Parameters for data encoding


  • Upload
  • Users could upload any format of data to the server for data codec. In general, data with smaller size would have a faster speed. Different parameter choice also affects the overall speed. If users select shorter encoded lengh, longer homopolymer length or wider GC range, the running speed would be siginificantly improved. Introduction of error correction code, redundancy, codec pin will generally take more running time.



  • Preview
  • Storage-D supports users to preview data including texts and images. For other types of data, users could directly encode it using the integrated algorithms.



  • DNA Length
  • “Encoded length” refers to the length of the DNA sequence that is encoded by the data uploaded to the server.

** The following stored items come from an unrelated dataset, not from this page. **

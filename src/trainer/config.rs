//! Training configuration.
//!
//! [`TrainingConfig`] carries every tunable of the training loop. Values
//! are set through builder methods and checked once by [`TrainingConfig::validate`]
//! before training starts; a config that validates cannot fail later for
//! configuration reasons.

use serde::{Deserialize, Serialize};
use std::fmt;

/// Configuration validation error.
#[derive(Debug, Clone, PartialEq)]
pub enum ConfigError {
    /// A count parameter must be positive.
    InvalidCount { field: &'static str, value: usize },
    /// A parameter must be strictly positive.
    NonPositive { field: &'static str, value: f64 },
    /// A parameter must be non-negative.
    Negative { field: &'static str, value: f32 },
    /// A parameter is outside its valid range.
    OutOfRange {
        field: &'static str,
        value: f32,
        min: f32,
        max: f32,
    },
    /// The rollout is too small for the requested number of minibatches.
    InvalidMinibatch {
        batch_size: usize,
        num_minibatches: usize,
    },
}

impl fmt::Display for ConfigError {
    fn fmt(&self, f: &mut fmt::Formatter<'_>) -> fmt::Result {
        match self {
            ConfigError::InvalidCount { field, value } => {
                write!(f, "{} must be > 0, got {}", field, value)
            }
            ConfigError::NonPositive { field, value } => {
                write!(f, "{} must be > 0, got {}", field, value)
            }
            ConfigError::Negative { field, value } => {
                write!(f, "{} must be >= 0, got {}", field, value)
            }
            ConfigError::OutOfRange {
                field,
                value,
                min,
                max,
            } => {
                write!(f, "{} must be in [{}, {}], got {}", field, min, max, value)
            }
            ConfigError::InvalidMinibatch {
                batch_size,
                num_minibatches,
            } => {
                write!(
                    f,
                    "batch size ({}) must be >= num_minibatches ({})",
                    batch_size, num_minibatches
                )
            }
        }
    }
}

impl std::error::Error for ConfigError {}

/// All tunables of the PPO training loop.
#[derive(Debug, Clone, PartialEq, Serialize, Deserialize)]
pub struct TrainingConfig {
    /// Number of parallel environment instances.
    pub num_envs: usize,
    /// Steps collected per environment per cycle (the rollout horizon).
    pub num_steps: usize,
    /// Total environment steps to train for. Training runs
    /// `total_timesteps / batch_size` full cycles; a remainder that does
    /// not fill a cycle is not collected.
    pub total_timesteps: usize,
    /// Optimization epochs over each rollout.
    pub update_epochs: usize,
    /// Number of minibatches the rollout is split into per epoch.
    pub num_minibatches: usize,
    /// Adam learning rate.
    pub learning_rate: f64,
    /// Discount factor.
    pub gamma: f32,
    /// GAE smoothing parameter.
    pub gae_lambda: f32,
    /// PPO surrogate clipping range.
    pub clip_coef: f32,
    /// Value loss coefficient in the total loss.
    pub vf_coef: f32,
    /// Entropy bonus coefficient in the total loss.
    pub ent_coef: f32,
    /// Global gradient norm clip.
    pub max_grad_norm: f32,
    /// Adam epsilon.
    pub adam_epsilon: f32,
    /// Whether to clip the value loss against collection-time predictions.
    pub clip_vloss: bool,
    /// Whether to anneal the learning rate linearly to zero over training.
    pub anneal_lr: bool,
    /// Optional KL threshold; when the approximate KL of a minibatch
    /// exceeds it, the remaining epochs for this rollout are skipped.
    pub target_kl: Option<f32>,
    /// Cycles between progress reports.
    pub report_interval: usize,
}

impl Default for TrainingConfig {
    fn default() -> Self {
        Self {
            num_envs: 16,
            num_steps: 256,
            total_timesteps: 500_000,
            update_epochs: 4,
            num_minibatches: 4,
            learning_rate: 2.5e-4,
            gamma: 0.99,
            gae_lambda: 0.95,
            clip_coef: 0.2,
            vf_coef: 0.5,
            ent_coef: 0.01,
            max_grad_norm: 0.5,
            adam_epsilon: 1e-5,
            clip_vloss: true,
            anneal_lr: false,
            target_kl: None,
            report_interval: 10,
        }
    }
}

impl TrainingConfig {
    /// Create a configuration with defaults.
    pub fn new() -> Self {
        Self::default()
    }

    /// Transitions per rollout, across all environments.
    pub fn batch_size(&self) -> usize {
        self.num_steps * self.num_envs
    }

    /// Transitions per minibatch (integer division; epochs cover the
    /// remainder through a smaller tail minibatch).
    pub fn minibatch_size(&self) -> usize {
        self.batch_size() / self.num_minibatches
    }

    /// Number of full collect/optimize cycles.
    pub fn num_updates(&self) -> usize {
        self.total_timesteps / self.batch_size()
    }

    /// Validate all parameters.
    ///
    /// # Validation Rules
    ///
    /// - count parameters must be > 0
    /// - `learning_rate`, `max_grad_norm`, `adam_epsilon` and a set
    ///   `target_kl` must be > 0
    /// - `gamma` and `gae_lambda` must be in [0, 1]
    /// - `clip_coef` must be in (0, 1]
    /// - `vf_coef` and `ent_coef` must be >= 0
    /// - the rollout must hold at least one transition per minibatch
    pub fn validate(&self) -> Result<(), ConfigError> {
        if self.num_envs == 0 {
            return Err(ConfigError::InvalidCount {
                field: "num_envs",
                value: 0,
            });
        }
        if self.num_steps == 0 {
            return Err(ConfigError::InvalidCount {
                field: "num_steps",
                value: 0,
            });
        }
        if self.total_timesteps == 0 {
            return Err(ConfigError::InvalidCount {
                field: "total_timesteps",
                value: 0,
            });
        }
        if self.update_epochs == 0 {
            return Err(ConfigError::InvalidCount {
                field: "update_epochs",
                value: 0,
            });
        }
        if self.num_minibatches == 0 {
            return Err(ConfigError::InvalidCount {
                field: "num_minibatches",
                value: 0,
            });
        }
        if self.report_interval == 0 {
            return Err(ConfigError::InvalidCount {
                field: "report_interval",
                value: 0,
            });
        }

        if self.learning_rate.is_nan() || self.learning_rate <= 0.0 {
            return Err(ConfigError::NonPositive {
                field: "learning_rate",
                value: self.learning_rate,
            });
        }
        if self.max_grad_norm.is_nan() || self.max_grad_norm <= 0.0 {
            return Err(ConfigError::NonPositive {
                field: "max_grad_norm",
                value: self.max_grad_norm as f64,
            });
        }
        if self.adam_epsilon.is_nan() || self.adam_epsilon <= 0.0 {
            return Err(ConfigError::NonPositive {
                field: "adam_epsilon",
                value: self.adam_epsilon as f64,
            });
        }
        if let Some(target_kl) = self.target_kl {
            if target_kl.is_nan() || target_kl <= 0.0 {
                return Err(ConfigError::NonPositive {
                    field: "target_kl",
                    value: target_kl as f64,
                });
            }
        }

        if self.gamma.is_nan() || self.gamma < 0.0 || self.gamma > 1.0 {
            return Err(ConfigError::OutOfRange {
                field: "gamma",
                value: self.gamma,
                min: 0.0,
                max: 1.0,
            });
        }
        if self.gae_lambda.is_nan() || self.gae_lambda < 0.0 || self.gae_lambda > 1.0 {
            return Err(ConfigError::OutOfRange {
                field: "gae_lambda",
                value: self.gae_lambda,
                min: 0.0,
                max: 1.0,
            });
        }
        if self.clip_coef.is_nan() || self.clip_coef <= 0.0 || self.clip_coef > 1.0 {
            return Err(ConfigError::OutOfRange {
                field: "clip_coef",
                value: self.clip_coef,
                min: 0.0,
                max: 1.0,
            });
        }

        if self.vf_coef.is_nan() || self.vf_coef < 0.0 {
            return Err(ConfigError::Negative {
                field: "vf_coef",
                value: self.vf_coef,
            });
        }
        if self.ent_coef.is_nan() || self.ent_coef < 0.0 {
            return Err(ConfigError::Negative {
                field: "ent_coef",
                value: self.ent_coef,
            });
        }

        if self.batch_size() < self.num_minibatches {
            return Err(ConfigError::InvalidMinibatch {
                batch_size: self.batch_size(),
                num_minibatches: self.num_minibatches,
            });
        }

        Ok(())
    }

    /// Build and validate the configuration.
    pub fn build(self) -> Result<Self, ConfigError> {
        self.validate()?;
        Ok(self)
    }

    // Builder methods

    /// Set the number of parallel environments.
    pub fn with_num_envs(mut self, num_envs: usize) -> Self {
        self.num_envs = num_envs;
        self
    }

    /// Set the rollout horizon (steps per environment per cycle).
    pub fn with_num_steps(mut self, num_steps: usize) -> Self {
        self.num_steps = num_steps;
        self
    }

    /// Set the total environment steps to train for.
    pub fn with_total_timesteps(mut self, total_timesteps: usize) -> Self {
        self.total_timesteps = total_timesteps;
        self
    }

    /// Set the optimization epochs per rollout.
    pub fn with_update_epochs(mut self, epochs: usize) -> Self {
        self.update_epochs = epochs;
        self
    }

    /// Set the number of minibatches per epoch.
    pub fn with_num_minibatches(mut self, num_minibatches: usize) -> Self {
        self.num_minibatches = num_minibatches;
        self
    }

    /// Set the learning rate.
    pub fn with_learning_rate(mut self, learning_rate: f64) -> Self {
        self.learning_rate = learning_rate;
        self
    }

    /// Set the discount factor.
    pub fn with_gamma(mut self, gamma: f32) -> Self {
        self.gamma = gamma;
        self
    }

    /// Set the GAE smoothing parameter.
    pub fn with_gae_lambda(mut self, gae_lambda: f32) -> Self {
        self.gae_lambda = gae_lambda;
        self
    }

    /// Set the PPO clipping range.
    pub fn with_clip_coef(mut self, clip_coef: f32) -> Self {
        self.clip_coef = clip_coef;
        self
    }

    /// Set the value loss coefficient.
    pub fn with_vf_coef(mut self, vf_coef: f32) -> Self {
        self.vf_coef = vf_coef;
        self
    }

    /// Set the entropy bonus coefficient.
    pub fn with_ent_coef(mut self, ent_coef: f32) -> Self {
        self.ent_coef = ent_coef;
        self
    }

    /// Set the gradient norm clip.
    pub fn with_max_grad_norm(mut self, max_grad_norm: f32) -> Self {
        self.max_grad_norm = max_grad_norm;
        self
    }

    /// Set the Adam epsilon.
    pub fn with_adam_epsilon(mut self, adam_epsilon: f32) -> Self {
        self.adam_epsilon = adam_epsilon;
        self
    }

    /// Set whether the value loss is clipped.
    pub fn with_clip_vloss(mut self, clip_vloss: bool) -> Self {
        self.clip_vloss = clip_vloss;
        self
    }

    /// Set whether the learning rate anneals linearly to zero.
    pub fn with_anneal_lr(mut self, anneal_lr: bool) -> Self {
        self.anneal_lr = anneal_lr;
        self
    }

    /// Set the KL early-stop threshold. `None` disables early stopping.
    pub fn with_target_kl(mut self, target_kl: Option<f32>) -> Self {
        self.target_kl = target_kl;
        self
    }

    /// Set the report interval in cycles.
    pub fn with_report_interval(mut self, report_interval: usize) -> Self {
        self.report_interval = report_interval;
        self
    }
}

Owing to the principle of different algorithms, the final encoded DNA length might have 1~2 nt difference with the “length” that users type into the server.


  • Homopolymer
  • The length of the single nucleotide homoplymer run strongly contributes to the success of the downstream biochemical experiments of DNA data storage. Storage-D designed the homopolymer runs in the encoded DNA sequence by the internal logic of different algorithms.

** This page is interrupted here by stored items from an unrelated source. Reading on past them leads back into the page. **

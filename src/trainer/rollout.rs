//! Rollout storage and minibatch extraction.
//!
//! Transitions are collected step by step into flat host-side vectors,
//! interleaved per step: index `t * num_envs + e` holds step `t` of
//! environment `e`. Tensors are only materialized per minibatch during
//! optimization, so the buffer itself is backend-agnostic.

use burn::tensor::backend::Backend;
use burn::tensor::Tensor;
use rand::seq::SliceRandom;
use rand::thread_rng;

/// Fixed-capacity storage for one rollout across all environments.
pub struct RolloutBuffer {
    /// Flattened observations `[step * num_envs * obs_size]`.
    observations: Vec<f32>,
    /// Action indices taken.
    actions: Vec<usize>,
    /// Log probabilities recorded at collection time.
    log_probs: Vec<f32>,
    /// Value estimates recorded at collection time.
    values: Vec<f32>,
    /// Rewards received.
    rewards: Vec<f32>,
    /// Terminal flags.
    dones: Vec<bool>,

    num_envs: usize,
    obs_size: usize,
    horizon: usize,
    step_count: usize,
}

impl RolloutBuffer {
    /// Create storage for `horizon` steps of `num_envs` environments.
    pub fn new(num_envs: usize, horizon: usize, obs_size: usize) -> Self {
        let capacity = num_envs * horizon;
        Self {
            observations: Vec::with_capacity(capacity * obs_size),
            actions: Vec::with_capacity(capacity),
            log_probs: Vec::with_capacity(capacity),
            values: Vec::with_capacity(capacity),
            rewards: Vec::with_capacity(capacity),
            dones: Vec::with_capacity(capacity),
            num_envs,
            obs_size,
            horizon,
            step_count: 0,
        }
    }

    /// Append one step of transitions from all environments.
    ///
    /// `observations` are the inputs the policy acted on, `rewards` and
    /// `dones` describe the transition that followed.
    pub fn push_step(
        &mut self,
        observations: &[f32],
        actions: &[usize],
        log_probs: &[f32],
        values: &[f32],
        rewards: &[f32],
        dones: &[bool],
    ) {
        debug_assert_eq!(observations.len(), self.num_envs * self.obs_size);
        debug_assert_eq!(actions.len(), self.num_envs);
        debug_assert_eq!(log_probs.len(), self.num_envs);
        debug_assert_eq!(values.len(), self.num_envs);
        debug_assert_eq!(rewards.len(), self.num_envs);
        debug_assert_eq!(dones.len(), self.num_envs);

        self.observations.extend_from_slice(observations);
        self.actions.extend_from_slice(actions);
        self.log_probs.extend_from_slice(log_probs);
        self.values.extend_from_slice(values);
        self.rewards.extend_from_slice(rewards);
        self.dones.extend_from_slice(dones);
        self.step_count += 1;
    }

    /// Total transitions stored.
    pub fn len(&self) -> usize {
        self.step_count * self.num_envs
    }

    pub fn is_empty(&self) -> bool {
        self.step_count == 0
    }

    /// Whether the configured horizon has been collected.
    pub fn is_full(&self) -> bool {
        self.step_count >= self.horizon
    }

    pub fn num_envs(&self) -> usize {
        self.num_envs
    }

    pub fn obs_size(&self) -> usize {
        self.obs_size
    }

    /// Flattened observations, `obs_size` values per transition.
    pub fn observations(&self) -> &[f32] {
        &self.observations
    }

    pub fn rewards(&self) -> &[f32] {
        &self.rewards
    }

    pub fn values(&self) -> &[f32] {
        &self.values
    }

    pub fn dones(&self) -> &[bool] {
        &self.dones
    }

    /// Mean reward per transition over the stored rollout.
    pub fn mean_reward(&self) -> f32 {
        if self.rewards.is_empty() {
            return 0.0;
        }
        self.rewards.iter().sum::<f32>() / self.rewards.len() as f32
    }

    /// Discard the rollout, keeping capacity for the next one.
    pub fn clear(&mut self) {
        self.observations.clear();
        self.actions.clear();
        self.log_probs.clear();
        self.values.clear();
        self.rewards.clear();
        self.dones.clear();
        self.step_count = 0;
    }

    /// Copy the transitions at `indices` into one minibatch, pairing them
    /// with their advantages and returns.
    pub fn gather(&self, indices: &[usize], advantages: &[f32], returns: &[f32]) -> Minibatch {
        debug_assert_eq!(advantages.len(), self.len());
        debug_assert_eq!(returns.len(), self.len());

        let batch_size = indices.len();
        let mut batch = Minibatch {
            observations: Vec::with_capacity(batch_size * self.obs_size),
            actions: Vec::with_capacity(batch_size),
            old_log_probs: Vec::with_capacity(batch_size),
            old_values: Vec::with_capacity(batch_size),
            advantages: Vec::with_capacity(batch_size),
            returns: Vec::with_capacity(batch_size),
            obs_size: self.obs_size,
        };

        for &idx in indices {
            let obs_start = idx * self.obs_size;
            batch
                .observations
                .extend_from_slice(&self.observations[obs_start..obs_start + self.obs_size]);
            batch.actions.push(self.actions[idx]);
            batch.old_log_probs.push(self.log_probs[idx]);
            batch.old_values.push(self.values[idx]);
            batch.advantages.push(advantages[idx]);
            batch.returns.push(returns[idx]);
        }

        batch
    }
}

/// Shuffled index chunks covering `0..total` exactly once.
///
/// Every call draws a fresh permutation, so consecutive epochs see the
/// transitions in different minibatch groupings. When `minibatch_size`
/// does not divide `total`, the final chunk is smaller.
pub fn minibatch_indices(total: usize, minibatch_size: usize) -> Vec<Vec<usize>> {
    let mut indices: Vec<usize> = (0..total).collect();
    indices.shuffle(&mut thread_rng());

    indices
        .chunks(minibatch_size)
        .map(|chunk| chunk.to_vec())
        .collect()
}

/// One shuffled minibatch, still on the host.
pub struct Minibatch {
    /// Flattened observations `[batch * obs_size]`.
    pub observations: Vec<f32>,
    /// Action indices.
    pub actions: Vec<usize>,
    /// Collection-time log probabilities.
    pub old_log_probs: Vec<f32>,
    /// Collection-time value estimates.
    pub old_values: Vec<f32>,
    /// Normalized advantages.
    pub advantages: Vec<f32>,
    /// Value targets.
    pub returns: Vec<f32>,

    obs_size: usize,
}

impl Minibatch {
    pub fn len(&self) -> usize {
        self.actions.len()
    }

    pub fn is_empty(&self) -> bool {
        self.actions.is_empty()
    }

    pub fn actions(&self) -> &[usize] {
        &self.actions
    }

    /// Observations as a `[batch, obs_size]` tensor.
    pub fn observations_tensor<B: Backend>(&self, device: &B::Device) -> Tensor<B, 2> {
        Tensor::<B, 1>::from_floats(&self.observations[..], device)
            .reshape([self.len(), self.obs_size])
    }

    /// Collection-time log probs as a `[batch]` tensor.
    pub fn old_log_probs_tensor<B: Backend>(&self, device: &B::Device) -> Tensor<B, 1> {
        Tensor::from_floats(&self.old_log_probs[..], device)
    }

    /// Collection-time values as a `[batch]` tensor.
    pub fn old_values_tensor<B: Backend>(&self, device: &B::Device) -> Tensor<B, 1> {
        Tensor::from_floats(&self.old_values[..], device)
    }

    /// Advantages as a `[batch]` tensor.
    pub fn advantages_tensor<B: Backend>(&self, device: &B::Device) -> Tensor<B, 1> {
        Tensor::from_floats(&self.advantages[..], device)
    }

    /// Returns as a `[batch]` tensor.
    pub fn returns_tensor<B: Backend>(&self, device: &B::Device) -> Tensor<B, 1> {
        Tensor::from_floats(&self.returns[..], device)
    }
}

#[cfg(test)]
mod tests {
    use super::*;
    use burn::backend::NdArray;

    type TestBackend = NdArray<f32>;

    fn filled_buffer(num_envs: usize, horizon: usize) -> RolloutBuffer {
        let mut buffer = RolloutBuffer::new(num_envs, horizon, 2);
        for t in 0..horizon {
            let observations: Vec<f32> = (0..num_envs * 2)
                .map(|k| (t * num_envs * 2 + k) as f32)
                .collect();
            let actions: Vec<usize> = (0..num_envs).map(|e| (t + e) % 3).collect();
            let log_probs: Vec<f32> = (0..num_envs).map(|e| -((t + e) as f32)).collect();
            let values: Vec<f32> = (0..num_envs).map(|e| (t * num_envs + e) as f32).collect();
            let rewards: Vec<f32> = vec![1.0; num_envs];
            let dones: Vec<bool> = vec![false; num_envs];
            buffer.push_step(&observations, &actions, &log_probs, &values, &rewards, &dones);
        }
        buffer
    }

    #[test]
    fn test_push_and_len_accounting() {
        let mut buffer = RolloutBuffer::new(3, 4, 2);
        assert!(buffer.is_empty());
        assert!(!buffer.is_full());

        buffer.push_step(
            &[0.0; 6],
            &[0, 1, 2],
            &[-0.1, -0.2, -0.3],
            &[0.5, 0.6, 0.7],
            &[1.0, 2.0, 3.0],
            &[false, true, false],
        );

        assert_eq!(buffer.len(), 3);
        assert!(!buffer.is_empty());

        for _ in 0..3 {
            buffer.push_step(
                &[0.0; 6],
                &[0, 0, 0],
                &[0.0; 3],
                &[0.0; 3],
                &[0.0; 3],
                &[false; 3],
            );
        }
        assert!(buffer.is_full());
        assert_eq!(buffer.len(), 12);

        buffer.clear();
        assert!(buffer.is_empty());
        assert_eq!(buffer.len(), 0);
    }

    #[test]
    fn test_mean_reward() {
        let buffer = filled_buffer(2, 3);
        assert!((buffer.mean_reward() - 1.0).abs() < 1e-6);

        let empty = RolloutBuffer::new(2, 3, 2);
        assert_eq!(empty.mean_reward(), 0.0);
    }

    #[test]
    fn test_minibatch_indices_cover_all_once() {
        let batches = minibatch_indices(10, 4);

        assert_eq!(batches.len(), 3);
        assert_eq!(batches[0].len(), 4);
        assert_eq!(batches[1].len(), 4);
        assert_eq!(batches[2].len(), 2);

        let mut seen: Vec<usize> = batches.into_iter().flatten().collect();
        seen.sort_unstable();
        assert_eq!(seen, (0..10).collect::<Vec<_>>());
    }

    #[test]
    fn test_minibatch_indices_exact_division() {
        let batches = minibatch_indices(8, 4);
        assert_eq!(batches.len(), 2);
        assert!(batches.iter().all(|b| b.len() == 4));
    }

    #[test]
    fn test_minibatch_indices_small_total() {
        let batches = minibatch_indices(3, 10);
        assert_eq!(batches.len(), 1);
        assert_eq!(batches[0].len(), 3);
    }

    #[test]
    fn test_gather_picks_matching_rows() {
        let buffer = filled_buffer(2, 3);
        let advantages: Vec<f32> = (0..6).map(|i| i as f32 * 10.0).collect();
        let returns: Vec<f32> = (0..6).map(|i| i as f32 * 100.0).collect();

        let batch = buffer.gather(&[4, 1], &advantages, &returns);

        assert_eq!(batch.len(), 2);
        // Transition 4 is step 2 of env 0, transition 1 is step 0 of env 1.
        assert_eq!(batch.observations, vec![8.0, 9.0, 2.0, 3.0]);
        assert_eq!(batch.old_values, vec![4.0, 1.0]);
        assert_eq!(batch.advantages, vec![40.0, 10.0]);
        assert_eq!(batch.returns, vec![400.0, 100.0]);
    }

    #[test]
    fn test_minibatch_tensor_shapes() {
        let buffer = filled_buffer(2, 3);
        let advantages = vec![0.0; 6];
        let returns = vec![0.0; 6];
        let batch = buffer.gather(&[0, 2, 5], &advantages, &returns);

        let device = Default::default();
        assert_eq!(batch.observations_tensor::<TestBackend>(&device).dims(), [3, 2]);
        assert_eq!(batch.old_log_probs_tensor::<TestBackend>(&device).dims(), [3]);
        assert_eq!(batch.old_values_tensor::<TestBackend>(&device).dims(), [3]);
        assert_eq!(batch.advantages_tensor::<TestBackend>(&device).dims(), [3]);
        assert_eq!(batch.returns_tensor::<TestBackend>(&device).dims(), [3]);
    }
}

  • "Min GC%" and "Max GC%"
  • The GC content directly relates to the success of DNA synthesis, PCR amplification and DNA sequencing. Storage-D designs the GC content of the encoded DNA sequence in terms of the internal logic of its integrated algorithms. "Min GC%" refers to the minimum GC content of the encoded DNA sequence; and "Max GC%" refers to the maximum GC content of the encoded DNA sequence. Storage-D designed the GC content of the encoded DNA sequence in terms of the internal logic of its integrated algorithms.


  • Codec Pin
  • For users who want to encode their data with private codec pin, they could choose to select “codec pin” accompanied with “Wukong” algorithm to encode their data. If the codec pin is set to be “User Defined”, users should record the Pin value while it would be used for data decoding.


  • ECC (RS)
  • Storage-D currently employs Reed-Solomon (RS) code for the correction of errors happening during data storage. By “ECC (RS)”, users could choose to add any number of bytes RS code for their data encoding. Apart from the algorithm proposed by Goldman et al. (they used a four-fold redundancy for error correction in the algorithm), users could choose to design error correction by “ECC (RS)” along with all other algorithms.


  • Flanking Sequence
  • Storage-D employed a PCR based random-access strategy for encoded DNA sequence design. This random-access flanking sequence is well-designed. In the practical DNA data storage application, users could use the reverse complementary sequence of the flanking sequence as primers to access the file by PCR amplification.


  • Redundancy
  • “Redundancy” refers to the overall redundancy that users would like to add into their encoded DNA sequences. Due to damage by long-term storage of the data, or the errors happening during DNA synthesis, DNA sequencing and PCR amplification, introduction of data redundancy could help more accurate recovery of the data. By selecting “Reduancancy”, Storage-D introduces 1/3 additional redundancy into the encoded DNA sequence by a “XOR” conversion. This choice is open for algorithms proposed by Church et al, Ping et al. and “Wukong” algorithm. For algorithms proposed by Goldman et al. and Erlich et al, they introduce redundancy in terms of the internal logic of the algorithms and are not considered here.


  • E.mail
  • Users could select to send their “encoding” results to their e.mail box.

  • Download
  • Users could download their “encoding” result from the server.


    Parameters for data decoding


    Data decoding is a reverse proccess of data encoding. Similar to data encoding, data decoding also has “upload file”, “preview” , “algorithm” and “E.mail” selection.

    Notably, for decoding of their data, users need to record the “parameter” they use to encode their data, which is shown on the first line of their encoding result. A FASTA format DNA sequence file with the “encoding parameters” is accepted for uploading to the server for data decoding.

    In addition, if users encode their data with a defined codec pin by “Wukong” algorithm, this codec pin should be typed into the server for data decoding as well.